-- YOUR TASK --
Each line below with the word "reported" needs to be copied.

[Collected data entries]
::::::::::

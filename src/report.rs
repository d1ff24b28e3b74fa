//! Structured outcome returned by [`Notifier::notify`](crate::flows::Notifier::notify).
//!
//! Both backend fields are always populated. A successful [`BackendResult`] never carries a
//! detail, and a failed one always does, including the fixed sentinels for backends that are
//! not configured.

// self
use crate::{_prelude::*, provider::NotificationTarget};

/// Detail reported when no input URL survives normalization.
pub const NO_VALID_URLS: &str = "No valid URLs provided";
/// Detail reported when no IndexNow key is configured.
pub const INDEX_NOW_NOT_CONFIGURED: &str = "IndexNow key not configured";
/// Detail reported when Google notifications are disabled or lack credentials.
pub const GOOGLE_DISABLED: &str = "Google Indexing API disabled";

const UNKNOWN_FAILURE: &str = "Unknown failure";

/// Outcome of one backend.
#[derive(Clone, Debug, PartialEq, Eq, Serialize)]
pub struct BackendResult {
	ok: bool,
	#[serde(skip_serializing_if = "Option::is_none")]
	status: Option<u16>,
	#[serde(skip_serializing_if = "Option::is_none")]
	detail: Option<String>,
}
impl BackendResult {
	/// Success without an HTTP status worth reporting.
	pub fn success() -> Self {
		Self { ok: true, status: None, detail: None }
	}

	/// Success acknowledged with `status`.
	pub fn success_with_status(status: u16) -> Self {
		Self { ok: true, status: Some(status), detail: None }
	}

	/// Failure explained by `detail`.
	pub fn failure(detail: impl Into<String>) -> Self {
		Self { ok: false, status: None, detail: Some(non_empty(detail.into())) }
	}

	/// Failure caused by a non-success HTTP response.
	pub fn http_failure(status: u16, detail: impl Into<String>) -> Self {
		Self { ok: false, status: Some(status), detail: Some(non_empty(detail.into())) }
	}

	/// Whether the backend accepted the notification.
	pub fn is_ok(&self) -> bool {
		self.ok
	}

	/// HTTP status reported by the backend, when one was observed.
	pub fn status(&self) -> Option<u16> {
		self.status
	}

	/// Failure explanation; always `Some` when [`is_ok`](Self::is_ok) is false.
	pub fn detail(&self) -> Option<&str> {
		self.detail.as_deref()
	}
}
impl From<Error> for BackendResult {
	fn from(err: Error) -> Self {
		Self::failure(err.to_string())
	}
}

/// Aggregated outcome of a notification run.
#[derive(Clone, Debug, PartialEq, Eq, Serialize)]
#[serde(rename_all = "camelCase")]
pub struct NotificationResult {
	/// IndexNow outcome.
	pub index_now: BackendResult,
	/// Google Indexing API outcome.
	pub google: BackendResult,
}
impl NotificationResult {
	/// Returns the outcome for `target`.
	pub fn get(&self, target: NotificationTarget) -> &BackendResult {
		match target {
			NotificationTarget::IndexNow => &self.index_now,
			NotificationTarget::Google => &self.google,
		}
	}

	/// Whether every backend succeeded.
	pub fn all_ok(&self) -> bool {
		NotificationTarget::ALL.iter().all(|target| self.get(*target).is_ok())
	}
}

fn non_empty(detail: String) -> String {
	if detail.trim().is_empty() { UNKNOWN_FAILURE.into() } else { detail }
}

::::::::::

-- RESPONSE BOX --
/// Detail reported when no input URL survives normalization.
/// Detail reported when no IndexNow key is configured.
/// Detail reported when Google notifications are disabled or lack credentials.
	/// HTTP status reported by the backend, when one was observed.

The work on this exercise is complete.